Frederick Edwin Church was born in Hartford, Connecticut. His father was a jeweler and banker who eventually became an official and director of The Aetna Life Insurance Company. His grandfather owned the first paper mill in Lee, Massachusetts.


The family’s wealth gave him the opportunity to pursue his interest in art from an early age. When he was 18, his father (with help) persuaded the noted America landscape painter Thomas Cole to accept him as a student (1844 – 1846). Church studied with Cole in Catskill, New York, after which he established a studio in New York City.


Church traveled and sketched not only in the Hudson River Valley, but also in New England (with Cole), South America (1853, 1857), the North Atlantic (1860), and the Middle East (1867). The products of his travels quickly earned him a reputation as one of the nation’s leading landscape painters. Unlike Asher Durand or Thomas Cole, who stressed true-to-scene painting and allegorical landscapes respectively, Church synthesized his sketches into epic compositions. Using canvas of 5 by 10 feet or greater, he introduced Americans and Europeans to the natural beauty of the western hemisphere.

Like the other landscape artists in the mid-nineteenth century, Church was a product of his times. Major influences, reflected in his art, include the concept of Manifest Destiny, Romanticism, Prussian explorer/scientist Alexander Humbolt (who wrote on the link between science, the natural world and religion) and English art critic John Ruskin (who urged precision in detail of each element in a landscape). He was an ardent naturalist and had “the finest eye for drawing in the world.” according to his teacher Thomas Cole.

Church earned his reputation after the showing of Niagara, a seven foot wide canvas showing the falls from an original perspective. The breadth, color and composition of the work astonished viewers in New York and the UK.


landscape painting Niagara by FE Church
F.E. Church - Niagara

His most noted work is Heart of the Andes, a 5 by 10 foot canvas he created after his travels to South America.

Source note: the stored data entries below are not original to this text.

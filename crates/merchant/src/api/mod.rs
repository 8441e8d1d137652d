//! Review API client implementation.
//!
//! Uses the standard GraphQL HTTP envelope - `graphql_client`'s request and
//! response types with `reqwest` for transport. Queries are plain documents
//! defined in [`queries`]; results are converted into the dashboard view
//! types in [`types`].

pub mod queries;
pub mod types;

use std::sync::Arc;

use graphql_client::{QueryBody, Response};
use serde::{Serialize, de::DeserializeOwned};
use tracing::instrument;

use craigmont_core::RatingError;

use self::queries::{
    NoVariables, REVIEW_QUERY, REVIEWS_QUERY, ReviewData, ReviewVariables, ReviewsData,
    SETTINGS_QUERY, SettingsData, UPDATE_SETTINGS_MUTATION, UpdateSettingsData,
    UpdateSettingsVariables,
};
use self::types::{NotificationSettings, ReviewDetail, ReviewSummary};

/// Errors from the review API client.
#[derive(Debug, thiserror::Error)]
pub enum ApiError {
    /// The HTTP request failed or the body could not be decoded.
    #[error("request failed: {0}")]
    Transport(#[from] reqwest::Error),

    /// The response carried a GraphQL error list.
    #[error("graphql errors: {}", .0.join("; "))]
    GraphQl(Vec<String>),

    /// The response had neither data nor errors.
    #[error("response contained no data")]
    MissingData,

    /// The API returned a rating outside the 1-5 range.
    #[error("api returned an invalid rating: {0}")]
    InvalidRating(#[from] RatingError),
}

// =============================================================================
// ReviewsClient
// =============================================================================

/// Client for the review GraphQL API.
///
/// Provides typed access to the review list, review lookup, and the
/// settings read/replace operations.
#[derive(Clone)]
pub struct ReviewsClient {
    inner: Arc<ReviewsClientInner>,
}

struct ReviewsClientInner {
    client: reqwest::Client,
    endpoint: String,
}

impl ReviewsClient {
    /// Create a new client against a GraphQL endpoint URL.
    #[must_use]
    pub fn new(endpoint: impl Into<String>) -> Self {
        Self {
            inner: Arc::new(ReviewsClientInner {
                client: reqwest::Client::new(),
                endpoint: endpoint.into(),
            }),
        }
    }

    /// Execute a GraphQL operation.
    async fn execute<V, D>(
        &self,
        operation_name: &'static str,
        query: &'static str,
        variables: V,
    ) -> Result<D, ApiError>
    where
        V: Serialize,
        D: DeserializeOwned,
    {
        let body = QueryBody {
            variables,
            query,
            operation_name,
        };

        tracing::debug!(operation = operation_name, "Executing GraphQL operation");

        let response = self
            .inner
            .client
            .post(&self.inner.endpoint)
            .json(&body)
            .send()
            .await?
            .error_for_status()?;

        let envelope: Response<D> = response.json().await?;

        if let Some(errors) = envelope.errors
            && !errors.is_empty()
        {
            return Err(ApiError::GraphQl(
                errors.into_iter().map(|e| e.message).collect(),
            ));
        }

        envelope.data.ok_or(ApiError::MissingData)
    }

    /// Fetch all reviews for the list page.
    ///
    /// # Errors
    ///
    /// Returns an error if the request fails or the API reports errors.
    #[instrument(skip(self))]
    pub async fn reviews(&self) -> Result<Vec<ReviewSummary>, ApiError> {
        let data: ReviewsData = self
            .execute("ReviewsQuery", REVIEWS_QUERY, NoVariables {})
            .await?;
        Ok(data.reviews.into_iter().map(ReviewSummary::from).collect())
    }

    /// Fetch a single review.
    ///
    /// Returns `Ok(None)` when the API resolves the review to `null`; the
    /// caller renders the not-found view from that, not from an error.
    ///
    /// # Errors
    ///
    /// Returns an error if the request fails or the API reports errors.
    #[instrument(skip(self))]
    pub async fn review(&self, id: i32) -> Result<Option<ReviewDetail>, ApiError> {
        let data: ReviewData = self
            .execute("ReviewQuery", REVIEW_QUERY, ReviewVariables { id })
            .await?;
        data.review
            .map(ReviewDetail::try_from)
            .transpose()
            .map_err(ApiError::from)
    }

    /// Fetch the current settings.
    ///
    /// # Errors
    ///
    /// Returns an error if the request fails or the API reports errors.
    #[instrument(skip(self))]
    pub async fn settings(&self) -> Result<NotificationSettings, ApiError> {
        let data: SettingsData = self
            .execute("SettingsQuery", SETTINGS_QUERY, NoVariables {})
            .await?;
        Ok(NotificationSettings::from(data.settings))
    }

    /// Replace the settings wholesale and return the new state.
    ///
    /// # Errors
    ///
    /// Returns an error if the request fails or the API reports errors.
    #[instrument(skip(self, settings))]
    pub async fn update_settings(
        &self,
        settings: NotificationSettings,
    ) -> Result<NotificationSettings, ApiError> {
        let data: UpdateSettingsData = self
            .execute(
                "UpdateSettings",
                UPDATE_SETTINGS_MUTATION,
                UpdateSettingsVariables::from(settings),
            )
            .await?;
        Ok(NotificationSettings::from(data.update_settings))
    }
}
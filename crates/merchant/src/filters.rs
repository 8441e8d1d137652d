//! Custom Askama template filters.

#![allow(clippy::unnecessary_wraps)]

use std::fmt::Display;

/// Build a five-star string with `floor(value)` filled stars.
///
/// Ratings and product averages both flow through here; values outside 0-5
/// clamp to the displayable range.
fn stars_for(value: f64) -> String {
    #[allow(clippy::cast_possible_truncation, clippy::cast_sign_loss)]
    let filled = value.floor().clamp(0.0, 5.0) as usize;
    let mut stars = "\u{2605}".repeat(filled);
    stars.push_str(&"\u{2606}".repeat(5 - filled));
    stars
}

/// Render a rating value as filled and empty stars.
///
/// Usage in templates: `{{ review.rating|rating_stars }}`
#[askama::filter_fn]
pub fn rating_stars(value: impl Display, _env: &dyn askama::Values) -> askama::Result<String> {
    let value = value.to_string().parse::<f64>().unwrap_or(0.0);
    Ok(stars_for(value))
}

/// Returns the current year.
///
/// Usage in templates: `{{ ""|current_year }}`
#[askama::filter_fn]
pub fn current_year(_value: impl Display, _env: &dyn askama::Values) -> askama::Result<i32> {
    use chrono::Datelike;
    Ok(chrono::Utc::now().year())
}
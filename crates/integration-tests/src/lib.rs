//! Integration tests for Craigmont Reviews.
//!
//! # Running Tests
//!
//! ```bash
//! # Start both servers
//! cargo run -p craigmont-api &
//! cargo run -p craigmont-merchant &
//!
//! # Run integration tests
//! cargo test -p craigmont-integration-tests -- --ignored
//! ```
//!
//! # Test Categories
//!
//! - `api_graphql` - GraphQL endpoint tests against the review API
//! - `merchant_dashboard` - Rendered page tests against the dashboard
//!
//! Tests are `#[ignore]`d by default because they need both binaries
//! running; the API should be freshly started so the seeded state matches
//! the assertions.

/// Base URL for the review API (configurable via environment).
#[must_use]
pub fn api_base_url() -> String {
    std::env::var("REVIEWS_API_BASE_URL").unwrap_or_else(|_| "http://localhost:3001".to_string())
}

/// Base URL for the merchant dashboard (configurable via environment).
#[must_use]
pub fn merchant_base_url() -> String {
    std::env::var("MERCHANT_BASE_URL").unwrap_or_else(|_| "http://localhost:3000".to_string())
}
//! Application state shared across handlers.

use std::sync::Arc;

use crate::config::ApiConfig;
use crate::graphql::{ReviewSchema, build_schema};
use crate::store::ReviewStore;

/// Application state shared across all handlers.
///
/// This struct is cheaply cloneable via `Arc` and provides access to the
/// review store and the executable schema built over it.
#[derive(Clone)]
pub struct AppState {
    inner: Arc<AppStateInner>,
}

struct AppStateInner {
    config: ApiConfig,
    store: Arc<ReviewStore>,
    schema: ReviewSchema,
}

impl AppState {
    /// Create a new application state with the production seed.
    #[must_use]
    pub fn new(config: ApiConfig) -> Self {
        Self::with_store(config, Arc::new(ReviewStore::seeded()))
    }

    /// Create application state over an explicit store (used by tests).
    #[must_use]
    pub fn with_store(config: ApiConfig, store: Arc<ReviewStore>) -> Self {
        let schema = build_schema(Arc::clone(&store));

        Self {
            inner: Arc::new(AppStateInner {
                config,
                store,
                schema,
            }),
        }
    }

    /// Get a reference to the API configuration.
    #[must_use]
    pub fn config(&self) -> &ApiConfig {
        &self.inner.config
    }

    /// Get a reference to the review store.
    #[must_use]
    pub fn store(&self) -> &Arc<ReviewStore> {
        &self.inner.store
    }

    /// Get a reference to the executable schema.
    #[must_use]
    pub fn schema(&self) -> &ReviewSchema {
        &self.inner.schema
    }
}
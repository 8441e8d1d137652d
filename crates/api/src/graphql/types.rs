//! GraphQL object types for the review schema.
//!
//! These are wire-facing types, kept separate from the domain model the
//! store holds; conversions happen at the gateway boundary.

use async_graphql::SimpleObject;

use crate::model;

/// A product under review, with precomputed aggregates.
#[derive(Debug, Clone, SimpleObject)]
pub struct Product {
    pub name: String,
    pub average_rating: f64,
    pub review_count: i32,
}

/// The customer who wrote a review.
#[derive(Debug, Clone, SimpleObject)]
pub struct Customer {
    pub name: String,
    pub email: String,
}

/// A customer review of a product.
#[derive(Debug, Clone, SimpleObject)]
pub struct Review {
    pub id: i32,
    pub rating: i32,
    pub title: String,
    pub content: String,
    pub customer: Customer,
    pub product: Product,
    pub status: String,
    pub date: String,
}

/// Merchant notification settings.
#[derive(Debug, Clone, SimpleObject)]
pub struct Settings {
    pub auto_publish: bool,
    pub email_notifications: bool,
    pub email: String,
}

impl From<&model::Review> for Review {
    fn from(review: &model::Review) -> Self {
        Self {
            id: review.id.as_i32(),
            rating: review.rating.as_i32(),
            title: review.title.clone(),
            content: review.content.clone(),
            customer: Customer {
                name: review.customer.name.clone(),
                email: review.customer.email.to_string(),
            },
            product: Product {
                name: review.product.name.clone(),
                average_rating: review.product.average_rating,
                review_count: review.product.review_count,
            },
            status: review.status.to_string(),
            date: review.date.clone(),
        }
    }
}

impl From<model::ReviewSettings> for Settings {
    fn from(settings: model::ReviewSettings) -> Self {
        Self {
            auto_publish: settings.auto_publish,
            email_notifications: settings.email_notifications,
            email: settings.email,
        }
    }
}

#[cfg(test)]
#[allow(clippy::unwrap_used)]
mod tests {
    use super::*;
    use crate::model::seed_reviews;

    #[test]
    fn test_review_conversion() {
        let reviews = seed_reviews();
        let converted = Review::from(reviews.first().unwrap());
        assert_eq!(converted.id, 341);
        assert_eq!(converted.rating, 5);
        assert_eq!(converted.status, "published");
        assert_eq!(converted.customer.email, "mae.jemison@gmail.com");
        assert_eq!(converted.product.review_count, 6);
    }

    #[test]
    fn test_settings_conversion() {
        let converted = Settings::from(crate::model::ReviewSettings {
            auto_publish: true,
            email_notifications: true,
            email: "x@y.com".to_owned(),
        });
        assert!(converted.auto_publish);
        assert!(converted.email_notifications);
        assert_eq!(converted.email, "x@y.com");
    }
}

The work, completed in 1859 occasioned the most widely attended showing of a single piece of artwork in the Civil War era. The finished canvas was placed in a window-like frame in a darkened room, with potted palms on each side for added realism; several lines of backless benches filled the remainder of the room. New Yorkers (many of whom brought opera glasses for the event) paid 25 cents each for a 30 minute viewing session. In the course of three weeks the showing earned Church $3,000, after which he sold the painting for the unheard of price of $10,000.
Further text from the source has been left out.